**Collected data entries**
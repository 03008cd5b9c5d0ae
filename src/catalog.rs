//! Catalog
//!
//! The product catalog is authored as YAML and embedded at build time. It is
//! immutable for the lifetime of a session.

use rustc_hash::FxHashMap;
use rusty_money::iso::Currency;
use slotmap::SlotMap;
use tracing::debug;

use crate::{
    fixtures::{FixtureError, catalog::CatalogFixture},
    products::{CategoryFilter, Product, ProductKey, filter_by_category},
};

const BUNDLED_CATALOG_YAML: &str = include_str!("../fixtures/catalog.yml");

/// A complimentary packaging accessory offered alongside a product.
#[derive(Debug, Clone, PartialEq, Eq)]
pub struct PackagingOption {
    /// Unique packaging id
    pub id: String,

    /// Display name
    pub name: String,

    /// Short description
    pub description: String,

    /// Image reference
    pub image: String,
}

/// Product catalog
#[derive(Debug)]
pub struct Catalog {
    products: SlotMap<ProductKey, Product<'static>>,
    keys_by_id: FxHashMap<String, ProductKey>,
    order: Vec<ProductKey>,
    packaging: Vec<PackagingOption>,
    currency: &'static Currency,
}

impl Catalog {
    /// Load the catalog shipped with the storefront.
    ///
    /// # Errors
    ///
    /// Returns a [`FixtureError`] if the embedded fixture is invalid.
    pub fn bundled() -> Result<Self, FixtureError> {
        Self::from_yaml(BUNDLED_CATALOG_YAML)
    }

    /// Parse a catalog from YAML.
    ///
    /// # Errors
    ///
    /// Returns a [`FixtureError`] when parsing fails, a price or category is
    /// invalid, products disagree on currency, ids repeat, or no products are
    /// present.
    pub fn from_yaml(yaml: &str) -> Result<Self, FixtureError> {
        let fixture: CatalogFixture = serde_norway::from_str(yaml)?;

        Self::try_from(fixture)
    }

    /// Look a product up by id.
    pub fn get(&self, id: &str) -> Option<&Product<'static>> {
        self.keys_by_id
            .get(id)
            .and_then(|key| self.products.get(*key))
    }

    /// Products in fixture order.
    pub fn iter(&self) -> impl Iterator<Item = &Product<'static>> {
        self.order.iter().filter_map(|key| self.products.get(*key))
    }

    /// Products passing the filter, in fixture order.
    pub fn filter(&self, filter: CategoryFilter) -> Vec<&Product<'static>> {
        filter_by_category(self.iter(), filter)
    }

    /// Complimentary packaging options.
    pub fn packaging(&self) -> &[PackagingOption] {
        &self.packaging
    }

    /// Look a packaging option up by id.
    pub fn packaging_option(&self, id: &str) -> Option<&PackagingOption> {
        self.packaging.iter().find(|option| option.id == id)
    }

    /// Catalog base currency.
    pub fn currency(&self) -> &'static Currency {
        self.currency
    }

    /// Number of products.
    pub fn len(&self) -> usize {
        self.order.len()
    }

    /// Whether the catalog has no products.
    pub fn is_empty(&self) -> bool {
        self.order.is_empty()
    }
}

impl TryFrom<CatalogFixture> for Catalog {
    type Error = FixtureError;

    fn try_from(fixture: CatalogFixture) -> Result<Self, Self::Error> {
        let mut products = SlotMap::with_key();
        let mut keys_by_id = FxHashMap::default();
        let mut order = Vec::with_capacity(fixture.products.len());
        let mut currency: Option<&'static Currency> = None;

        for product_fixture in fixture.products {
            let product: Product<'static> = Product::try_from(product_fixture)?;
            let product_currency = product.price.currency();

            if let Some(existing) = currency
                && existing != product_currency
            {
                return Err(FixtureError::CurrencyMismatch(
                    existing.iso_alpha_code.to_string(),
                    product_currency.iso_alpha_code.to_string(),
                ));
            }

            currency = Some(product_currency);

            if keys_by_id.contains_key(&product.id) {
                return Err(FixtureError::DuplicateProduct(product.id));
            }

            let id = product.id.clone();
            let key = products.insert(product);

            keys_by_id.insert(id, key);
            order.push(key);
        }

        let mut packaging: Vec<PackagingOption> = Vec::with_capacity(fixture.packaging.len());

        for option in fixture.packaging {
            if packaging.iter().any(|existing| existing.id == option.id) {
                return Err(FixtureError::DuplicatePackaging(option.id));
            }

            packaging.push(option.into());
        }

        let currency = currency.ok_or(FixtureError::NoProducts)?;

        debug!(
            products = order.len(),
            packaging = packaging.len(),
            currency = currency.iso_alpha_code,
            "catalog loaded"
        );

        Ok(Catalog {
            products,
            keys_by_id,
            order,
            packaging,
            currency,
        })
    }
}
//! Aurum
//!
//! Aurum is the domain core of a precious-metals storefront: the product catalog, display
//! currencies, the cart, the modal stack, a gram converter, the spot-price feed and the lead and
//! checkout forms. It has no UI of its own; the storefront crate injects these stores into its
//! components.

pub mod cart;
pub mod catalog;
pub mod checkout;
pub mod converter;
pub mod currency;
pub mod feed;
pub mod fixtures;
pub mod inquiries;
pub mod modal;
pub mod prelude;
pub mod products;
pub mod reference;
pub mod sparkline;
pub mod validation;
use std::sync::Arc;

use aurum::{
    cart::{Cart, CartError, NewCartItem},
    catalog::{Catalog, PackagingOption},
    modal::ModalKind,
    products::Product,
};
use leptos::prelude::*;
use thiserror::Error;
use tracing::{info, warn};

use crate::{Stores, announce};

/// Errors raised when adding from the product overlays.
#[derive(Debug, Error)]
pub enum AddToCartError {
    /// No product has this id.
    #[error("Unknown product: {0}")]
    UnknownProduct(String),

    /// No packaging option has this id.
    #[error("Unknown packaging option: {0}")]
    UnknownPackaging(String),

    /// The product cannot currently be ordered.
    #[error("{0} is sold out")]
    SoldOut(String),

    /// The cart refused the item.
    #[error(transparent)]
    Cart(#[from] CartError),
}

fn orderable<'c>(catalog: &'c Catalog, product_id: &str) -> Result<&'c Product<'static>, AddToCartError> {
    let product = catalog
        .get(product_id)
        .ok_or_else(|| AddToCartError::UnknownProduct(product_id.to_string()))?;

    if !product.in_stock {
        return Err(AddToCartError::SoldOut(product.name.clone()));
    }

    Ok(product)
}

/// Add one unit of a product and return the announcement for it.
///
/// # Errors
///
/// Returns an [`AddToCartError`] if the product is unknown, sold out, or
/// rejected by the cart.
pub fn add_product(
    cart: &mut Cart<'static>,
    catalog: &Catalog,
    product_id: &str,
) -> Result<String, AddToCartError> {
    let product = orderable(catalog, product_id)?;
    let quantity = cart.add_item(NewCartItem::from_product(product))?;

    Ok(format!("Added {} to cart ({quantity} in cart).", product.name))
}

/// Add one unit of a product together with a complimentary box.
///
/// # Errors
///
/// Returns an [`AddToCartError`] if the product or packaging option is
/// unknown, the product is sold out, or the cart rejects either line.
pub fn add_product_with_box(
    cart: &mut Cart<'static>,
    catalog: &Catalog,
    product_id: &str,
    packaging_id: &str,
) -> Result<String, AddToCartError> {
    let product = orderable(catalog, product_id)?;
    let option = catalog
        .packaging_option(packaging_id)
        .ok_or_else(|| AddToCartError::UnknownPackaging(packaging_id.to_string()))?;

    cart.add_with_packaging(
        NewCartItem::from_product(product),
        NewCartItem::packaging_for(product, option),
    )?;

    Ok(format!("Added {} with {} to cart.", product.name, option.name))
}

fn selected_product(stores: Stores, catalog: &Catalog, kind: ModalKind) -> Option<Product<'static>> {
    if !stores.modals.with(|modals| modals.contains(kind)) {
        return None;
    }

    let product_id = stores.selected.get()?;

    catalog.get(&product_id).cloned()
}

fn finish_adding(stores: Stores, outcome: Option<Result<String, AddToCartError>>, error: RwSignal<Option<String>>) {
    match outcome {
        Some(Ok(message)) => {
            info!(%message, "added to cart");
            error.set(None);
            stores.close_modal(ModalKind::PackagingPicker);
            stores.close_modal(ModalKind::ProductDetail);
            stores.cart.update(Cart::open);
            announce(stores.live_message, message);
        }
        Some(Err(add_error)) => {
            warn!(error = %add_error, "add to cart rejected");
            error.set(Some(add_error.to_string()));
        }
        None => {}
    }
}

#[component]
pub(crate) fn ModalFrame(
    stores: Stores,
    kind: ModalKind,
    title: String,
    children: Children,
) -> impl IntoView {
    let label = title.clone();

    view! {
        <div class="modal-backdrop" on:click=move |_| stores.close_modal(kind)></div>
        <div class="modal" role="dialog" aria-modal="true" aria-label=label>
            <header class="modal-header">
                <h2 class="modal-title">{title}</h2>
                <button
                    type="button"
                    class="modal-close"
                    aria-label="Close"
                    on:click=move |_| stores.close_modal(kind)
                >
                    "×"
                </button>
            </header>
            <div class="modal-body">{children()}</div>
        </div>
    }
}

/// Full product sheet with gallery and add-to-cart actions.
#[component]
pub fn ProductDetailModal(
    /// Shared catalog.
    catalog: Arc<Catalog>,

    /// Shared stores.
    stores: Stores,
) -> impl IntoView {
    let error = RwSignal::new(None::<String>);

    move || {
        let product = selected_product(stores, &catalog, ModalKind::ProductDetail)?;
        let catalog = Arc::clone(&catalog);
        let product_id = product.id.clone();
        let price = stores.currency.with(|currency| currency.format_money(&product.price));
        let sold_out = !product.in_stock;

        Some(view! {
            <ModalFrame stores=stores kind=ModalKind::ProductDetail title=product.name.clone()>
                <div class="product-detail">
                    <div class="product-detail-gallery">
                        {product
                            .images
                            .iter()
                            .map(|src| view! { <img class="product-detail-image" src=src.clone() alt="" /> })
                            .collect_view()}
                    </div>
                    <div class="product-detail-copy">
                        <p class="product-detail-category">{product.category.label()}</p>
                        <p class="product-detail-description">{product.description.clone()}</p>
                        <dl class="product-detail-facts">
                            <dt>"Metal"</dt>
                            <dd>{product.metal.clone()}</dd>
                            <dt>"Weight"</dt>
                            <dd>{product.weight.clone()}</dd>
                            <dt>"Fineness"</dt>
                            <dd>{product.purity.clone()}</dd>
                        </dl>
                        <p class="product-detail-price">{price}</p>
                        {move || error.get().map(|message| view! { <p class="form-error" role="alert">{message}</p> })}
                        <div class="product-detail-actions">
                            <button
                                type="button"
                                class="button button-primary"
                                disabled=sold_out
                                on:click=move |_| {
                                    let outcome = stores
                                        .cart
                                        .try_update(|cart| add_product(cart, &catalog, &product_id));
                                    finish_adding(stores, outcome, error);
                                }
                            >
                                {if sold_out { "Sold out" } else { "Add to cart" }}
                            </button>
                            <button
                                type="button"
                                class="button button-secondary"
                                disabled=sold_out
                                on:click=move |_| {
                                    error.set(None);
                                    stores.open_modal(ModalKind::PackagingPicker);
                                }
                            >
                                "Choose complimentary box"
                            </button>
                        </div>
                    </div>
                </div>
            </ModalFrame>
        })
    }
}

#[component]
fn PackagingChoice(
    option: PackagingOption,
    product_id: String,
    catalog: Arc<Catalog>,
    stores: Stores,
    error: RwSignal<Option<String>>,
) -> impl IntoView {
    let option_id = option.id.clone();

    view! {
        <li class="packaging-option">
            <button
                type="button"
                class="packaging-option-button"
                on:click=move |_| {
                    let outcome = stores.cart.try_update(|cart| {
                        add_product_with_box(cart, &catalog, &product_id, &option_id)
                    });
                    finish_adding(stores, outcome, error);
                }
            >
                {(!option.image.is_empty()).then(|| view! { <img class="packaging-option-image" src=option.image.clone() alt="" /> })}
                <span class="packaging-option-name">{option.name.clone()}</span>
                <span class="packaging-option-description">{option.description.clone()}</span>
                <span class="packaging-option-price">"Complimentary"</span>
            </button>
        </li>
    }
}

/// Complimentary box picker stacked over the product sheet.
#[component]
pub fn PackagingModal(
    /// Shared catalog.
    catalog: Arc<Catalog>,

    /// Shared stores.
    stores: Stores,
) -> impl IntoView {
    let error = RwSignal::new(None::<String>);

    move || {
        let product = selected_product(stores, &catalog, ModalKind::PackagingPicker)?;
        let title = format!("A case for your {}", product.name);
        let options = catalog.packaging().to_vec();
        let catalog = Arc::clone(&catalog);

        Some(view! {
            <ModalFrame stores=stores kind=ModalKind::PackagingPicker title=title>
                {move || error.get().map(|message| view! { <p class="form-error" role="alert">{message}</p> })}
                <ul class="packaging-options">
                    {options
                        .into_iter()
                        .map(|option| {
                            view! {
                                <PackagingChoice
                                    option=option
                                    product_id=product.id.clone()
                                    catalog=Arc::clone(&catalog)
                                    stores=stores
                                    error=error
                                />
                            }
                        })
                        .collect_view()}
                </ul>
            </ModalFrame>
        })
    }
}

#[cfg(test)]
mod tests {
    use testresult::TestResult;

    use super::*;

    #[test]
    fn adding_twice_increments_one_line() -> TestResult {
        let catalog = Catalog::bundled()?;
        let mut cart = Cart::new(catalog.currency());

        add_product(&mut cart, &catalog, "coin-1")?;
        let message = add_product(&mut cart, &catalog, "coin-1")?;

        assert_eq!(cart.line_count(), 1);
        assert_eq!(cart.total_items(), 2);
        assert!(message.contains("(2 in cart)"));

        Ok(())
    }

    #[test]
    fn box_is_added_alongside_product() -> TestResult {
        let catalog = Catalog::bundled()?;
        let mut cart = Cart::new(catalog.currency());

        let message = add_product_with_box(&mut cart, &catalog, "bar-1", "walnut")?;

        assert_eq!(cart.line_count(), 2);
        assert_eq!(cart.total_items(), 1);
        assert!(cart.get("box-bar-1").is_some_and(|line| line.is_box));
        assert!(message.starts_with("Added Fine Gold Bar 50 g with "));

        Ok(())
    }

    #[test]
    fn sold_out_products_are_refused() -> TestResult {
        let catalog = Catalog::bundled()?;
        let mut cart = Cart::new(catalog.currency());

        let result = add_product(&mut cart, &catalog, "bar-3");

        assert!(matches!(result, Err(AddToCartError::SoldOut(_))));
        assert!(cart.is_empty());

        Ok(())
    }

    #[test]
    fn unknown_packaging_adds_nothing() -> TestResult {
        let catalog = Catalog::bundled()?;
        let mut cart = Cart::new(catalog.currency());

        let result = add_product_with_box(&mut cart, &catalog, "bar-1", "velvet");

        assert!(matches!(result, Err(AddToCartError::UnknownPackaging(id)) if id == "velvet"));
        assert!(cart.is_empty());

        Ok(())
    }

    #[test]
    fn unknown_products_are_reported() -> TestResult {
        let catalog = Catalog::bundled()?;
        let mut cart = Cart::new(catalog.currency());

        let result = add_product(&mut cart, &catalog, "bar-99");

        assert!(matches!(result, Err(AddToCartError::UnknownProduct(id)) if id == "bar-99"));

        Ok(())
    }
}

**What the task asks**
Show a copy of each line from the data that includes the word "FixtureError".

**Response to this exercise**
    fixtures::{FixtureError, catalog::CatalogFixture},
    /// Returns a [`FixtureError`] if the embedded fixture is invalid.
    pub fn bundled() -> Result<Self, FixtureError> {
    /// Returns a [`FixtureError`] when parsing fails, a price or category is
    pub fn from_yaml(yaml: &str) -> Result<Self, FixtureError> {
    type Error = FixtureError;
                return Err(FixtureError::CurrencyMismatch(
                return Err(FixtureError::DuplicateProduct(product.id));
                return Err(FixtureError::DuplicatePackaging(option.id));
        let currency = currency.ok_or(FixtureError::NoProducts)?;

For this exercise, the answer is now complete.